Comment 1 Radar WebKit Bug Importer 2019-08-26 16:08:32 PDT
<rdar://problem/54726575>
Comment 2 Saam Barati 2019-08-30 15:29:27 PDT
won't inlining the constructor which will be written in JS now sink the executor function?
Comment 3 Yusuke Suzuki 2019-08-30 15:37:03 PDT
(In reply to Saam Barati from comment #2)
> won't inlining the constructor which will be written in JS now sink the
> executor function?

I would like to sink JSPromise object itself too when it can be done.
Comment 4 Yusuke Suzuki 2019-08-30 15:38:23 PDT
One possible thing (I'm not talking about whether it is possible in our implementation) is, 

Promise.resolve(42).then(function (value) {
    //
});

Promise.resolve's returning promise is essentially unnecessary.
Comment 5 Saam Barati 2019-08-30 16:28:52 PDT
(In reply to Yusuke Suzuki from comment #4)
> One possible thing (I'm not talking about whether it is possible in our
> implementation) is, 
> 
> Promise.resolve(42).then(function (value) {
>     //
> });
> 
> Promise.resolve's returning promise is essentially unnecessary.

Yeah it would be nice too. But is this common?

Maybe through inlining it might become common.

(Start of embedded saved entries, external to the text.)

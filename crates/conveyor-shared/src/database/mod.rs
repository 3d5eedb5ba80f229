//! Database bootstrap: embedded migrations and pool construction.

pub mod migrator;

use sqlx::postgres::PgPoolOptions;
use sqlx::PgPool;

use crate::state::StateStoreError;

/// Default connection pool size when configuration does not say otherwise
pub const DEFAULT_MAX_CONNECTIONS: u32 = 10;

/// Connect a pool to `database_url`
pub async fn connect_pool(
    database_url: &str,
    max_connections: u32,
) -> Result<PgPool, StateStoreError> {
    PgPoolOptions::new()
        .max_connections(max_connections)
        .connect(database_url)
        .await
        .map_err(|e| StateStoreError::from_sqlx("connect", e))
}

/// Run the embedded migrations (idempotent)
pub async fn run_migrations(pool: &PgPool) -> Result<(), StateStoreError> {
    migrator::MIGRATOR
        .run(pool)
        .await
        .map_err(|e| StateStoreError::Permanent(format!("migration failed: {e}")))
}
//! Handler functions for the control-plane routes.

use axum::extract::{Path, Query, State};
use axum::http::StatusCode;
use axum::response::{IntoResponse, Response};
use axum::Json;
use serde_json::Value;
use tracing::warn;

use conveyor_shared::models::TaskStatus;
use conveyor_shared::state::{StateStore, StateStoreError, TaskFilter};
use conveyor_shared::ConveyorError;

use super::types::{
    ErrorResponse, HealthResponse, ProgressResponse, SubmitResponse, TaskListQuery, TasksResponse,
};
use super::AppState;

/// `POST /jobs/submit/{job_type}` — validate, dedupe, enqueue
pub async fn submit_job(
    State(state): State<AppState>,
    Path(job_type): Path<String>,
    Json(body): Json<Value>,
) -> Response {
    match state.submission.submit(&job_type, &body).await {
        Ok(outcome) => {
            let response = SubmitResponse {
                status_url: format!("/jobs/status/{}", outcome.job_id),
                job_id: outcome.job_id,
                status: outcome.status,
            };
            (StatusCode::ACCEPTED, Json(response)).into_response()
        }
        Err(ConveyorError::UnknownJobType(t)) => error_response(
            StatusCode::NOT_FOUND,
            format!("unknown job type '{t}'"),
        ),
        Err(e @ ConveyorError::InvalidParameters { .. }) => {
            error_response(StatusCode::BAD_REQUEST, e.to_string())
        }
        Err(e) => {
            warn!(job_type = %job_type, error = %e, "submission failed");
            error_response(StatusCode::INTERNAL_SERVER_ERROR, "submission failed")
        }
    }
}

/// `GET /jobs/status/{job_id}` — the full job record
pub async fn job_status(State(state): State<AppState>, Path(job_id): Path<String>) -> Response {
    match state.core.state().get_job(&job_id).await {
        Ok(job) => (StatusCode::OK, Json(job)).into_response(),
        Err(StateStoreError::NotFound { .. }) => {
            error_response(StatusCode::NOT_FOUND, format!("job '{job_id}' not found"))
        }
        Err(e) => {
            warn!(job_id = %job_id, error = %e, "status read failed");
            error_response(StatusCode::INTERNAL_SERVER_ERROR, "status read failed")
        }
    }
}

/// `GET /jobs/{job_id}/tasks?stage&status&limit`
pub async fn job_tasks(
    State(state): State<AppState>,
    Path(job_id): Path<String>,
    Query(query): Query<TaskListQuery>,
) -> Response {
    let mut filter = TaskFilter {
        stage: query.stage,
        status: None,
        limit: query.limit,
    };
    if let Some(raw) = &query.status {
        match TaskStatus::parse(raw) {
            Some(status) => filter.status = Some(status),
            None => {
                return error_response(
                    StatusCode::BAD_REQUEST,
                    format!("'{raw}' is not a task status"),
                )
            }
        }
    }

    // 404 for unknown jobs rather than an empty list
    if let Err(StateStoreError::NotFound { .. }) = state.core.state().get_job(&job_id).await {
        return error_response(StatusCode::NOT_FOUND, format!("job '{job_id}' not found"));
    }

    match state.core.state().get_tasks(&job_id, &filter).await {
        Ok(tasks) => (
            StatusCode::OK,
            Json(TasksResponse {
                job_id,
                count: tasks.len(),
                tasks,
            }),
        )
            .into_response(),
        Err(e) => {
            warn!(job_id = %job_id, error = %e, "task read failed");
            error_response(StatusCode::INTERNAL_SERVER_ERROR, "task read failed")
        }
    }
}

/// `GET /jobs/{job_id}/progress` — per-stage counts
pub async fn job_progress(State(state): State<AppState>, Path(job_id): Path<String>) -> Response {
    let job = match state.core.state().get_job(&job_id).await {
        Ok(job) => job,
        Err(StateStoreError::NotFound { .. }) => {
            return error_response(StatusCode::NOT_FOUND, format!("job '{job_id}' not found"))
        }
        Err(e) => {
            warn!(job_id = %job_id, error = %e, "progress read failed");
            return error_response(StatusCode::INTERNAL_SERVER_ERROR, "progress read failed");
        }
    };

    match state.core.state().get_stage_progress(&job_id).await {
        Ok(stages) => (
            StatusCode::OK,
            Json(ProgressResponse {
                job_id,
                status: job.status,
                stage: job.stage,
                total_stages: job.total_stages,
                stages,
            }),
        )
            .into_response(),
        Err(e) => {
            warn!(job_id = %job_id, error = %e, "progress read failed");
            error_response(StatusCode::INTERNAL_SERVER_ERROR, "progress read failed")
        }
    }
}

/// `GET /health`
pub async fn health(State(state): State<AppState>) -> Response {
    let state_ok = state.core.state().health_check().await.unwrap_or(false);
    let messaging_ok = state.core.messaging().health_check().await.unwrap_or(false);
    let healthy = state_ok && messaging_ok;

    let status = if healthy {
        StatusCode::OK
    } else {
        StatusCode::SERVICE_UNAVAILABLE
    };
    (
        status,
        Json(HealthResponse {
            healthy,
            state_store: state_ok,
            messaging: messaging_ok,
            detail: None,
        }),
    )
        .into_response()
}

fn error_response(status: StatusCode, message: impl Into<String>) -> Response {
    (status, Json(ErrorResponse::new(message))).into_response()
}
//! Janitor recovery scenarios: a worker dies mid-handler and the stage
//! still reaches a terminal decision within one sweep.

mod common;

use std::sync::Arc;
use std::time::Duration;

use common::harness;
use conveyor_orchestration::janitor::Janitor;
use conveyor_shared::config::JanitorConfig;
use conveyor_shared::errors::FailureKind;
use conveyor_shared::models::{JobStatus, TaskStatus};
use conveyor_shared::state::{StateStore, TaskFilter, TaskStartOutcome};
use serde_json::json;
use tokio_util::sync::CancellationToken;

fn instant_janitor(h: &common::Harness) -> Janitor {
    Janitor::new(
        h.kernel.clone(),
        JanitorConfig {
            // Zero threshold: anything processing is immediately stale
            stale_threshold: Duration::ZERO,
            sweep_interval: Duration::from_secs(3600),
        },
        CancellationToken::new(),
    )
}

/// Claim every visible stage-`stage` task as if a worker picked it up and
/// then died before settling anything.
async fn crash_workers_mid_stage(h: &common::Harness, expected: usize) {
    let messages = h
        .core
        .messaging()
        .receive_task_messages(64, Duration::from_secs(120))
        .await
        .unwrap();
    assert_eq!(messages.len(), expected);
    for message in &messages {
        let outcome = h
            .core
            .state()
            .start_task(&message.message.task_id, message.message.retry_count)
            .await
            .unwrap();
        assert_eq!(outcome, TaskStartOutcome::Started);
    }
}

#[tokio::test]
async fn test_janitor_fails_stage_after_worker_death() {
    let h = harness().await;
    let (job_id, _, _) = h.submit("greeting", json!({"n": 2})).await;

    // Fan out, then simulate two workers dying mid-handler
    h.job_consumer.process_batch().await.unwrap();
    crash_workers_mid_stage(&h, 2).await;

    let janitor = instant_janitor(&h);
    let reaped = janitor.sweep().await.unwrap();
    assert_eq!(reaped, 2);

    let job = h.core.state().get_job(&job_id).await.unwrap();
    assert_eq!(job.status, JobStatus::Failed);
    let error = job.error.unwrap();
    assert_eq!(error.kind, FailureKind::StaleTimeout);

    let failed = h
        .core
        .state()
        .get_tasks(&job_id, &TaskFilter::all().with_status(TaskStatus::Failed))
        .await
        .unwrap();
    assert_eq!(failed.len(), 2);
    assert!(failed
        .iter()
        .all(|t| t.error_details.as_ref().unwrap().kind == FailureKind::StaleTimeout));
}

#[tokio::test]
async fn test_janitor_ignores_live_and_terminal_tasks() {
    let h = harness().await;
    let (job_id, _, _) = h.submit("greeting", json!({"n": 2})).await;

    // Run to completion, then sweep: nothing to reap
    let job = h.run_to_terminal(&job_id).await;
    assert_eq!(job.status, JobStatus::Completed);

    let janitor = instant_janitor(&h);
    assert_eq!(janitor.sweep().await.unwrap(), 0);

    // Fresh heartbeats survive a generous threshold
    let (job2, _, _) = h.submit("greeting", json!({"n": 3})).await;
    h.job_consumer.process_batch().await.unwrap();
    crash_workers_mid_stage(&h, 3).await;

    let lenient = Janitor::new(
        h.kernel.clone(),
        JanitorConfig {
            stale_threshold: Duration::from_secs(3600),
            sweep_interval: Duration::from_secs(3600),
        },
        CancellationToken::new(),
    );
    assert_eq!(lenient.sweep().await.unwrap(), 0);
    let job2_record = h.core.state().get_job(&job2).await.unwrap();
    assert_eq!(job2_record.status, JobStatus::Processing);
}

#[tokio::test]
async fn test_janitor_reap_of_partial_stage_advances_decision() {
    // One of two tasks completes normally; the other's worker dies. The
    // janitor's reap is what completes the stage (as a failure).
    let h = harness().await;
    let (job_id, _, _) = h.submit("greeting", json!({"n": 2})).await;
    h.job_consumer.process_batch().await.unwrap();

    let messages = h
        .core
        .messaging()
        .receive_task_messages(2, Duration::from_secs(120))
        .await
        .unwrap();

    // First task runs normally through the kernel
    h.kernel.process_task_message(&messages[0].message).await.unwrap();

    // Second worker claims its task and dies
    let outcome = h
        .core
        .state()
        .start_task(&messages[1].message.task_id, 0)
        .await
        .unwrap();
    assert_eq!(outcome, TaskStartOutcome::Started);

    let janitor = instant_janitor(&h);
    assert_eq!(janitor.sweep().await.unwrap(), 1);

    let job = h.core.state().get_job(&job_id).await.unwrap();
    assert_eq!(job.status, JobStatus::Failed);
    assert_eq!(job.error.unwrap().kind, FailureKind::StaleTimeout);
}

#[tokio::test]
async fn test_stopped_janitor_loop_exits() {
    let h = harness().await;
    let shutdown = CancellationToken::new();
    let janitor = Janitor::new(
        h.kernel.clone(),
        JanitorConfig {
            stale_threshold: Duration::from_secs(60),
            sweep_interval: Duration::from_millis(10),
        },
        shutdown.clone(),
    );

    let handle = tokio::spawn(janitor.run());
    shutdown.cancel();
    tokio::time::timeout(Duration::from_secs(5), handle)
        .await
        .expect("janitor loop should exit on cancellation")
        .unwrap();
}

That said, don't we need the intermediate promise because "function (value)" isn't called until next run loop tick?
Comment 6 Yusuke Suzuki 2019-08-30 16:59:23 PDT
(In reply to Saam Barati from comment #5)
> (In reply to Yusuke Suzuki from comment #4)
> > One possible thing (I'm not talking about whether it is possible in our
> > implementation) is, 
> > 
> > Promise.resolve(42).then(function (value) {
> >     //
> > });
> > 
> > Promise.resolve's returning promise is essentially unnecessary.
> 
> Yeah it would be nice too. But is this common?
> 
> Maybe through inlining it might become common. That said, don't we need the
> intermediate promise because "function (value)" isn't called until next run
> loop tick?

In the above example, Promise.resolve's promise is unnecessary. It is already resolved. Microtask only contains reactions of Promises, and value for resolution, so Promise object itself is not necessary.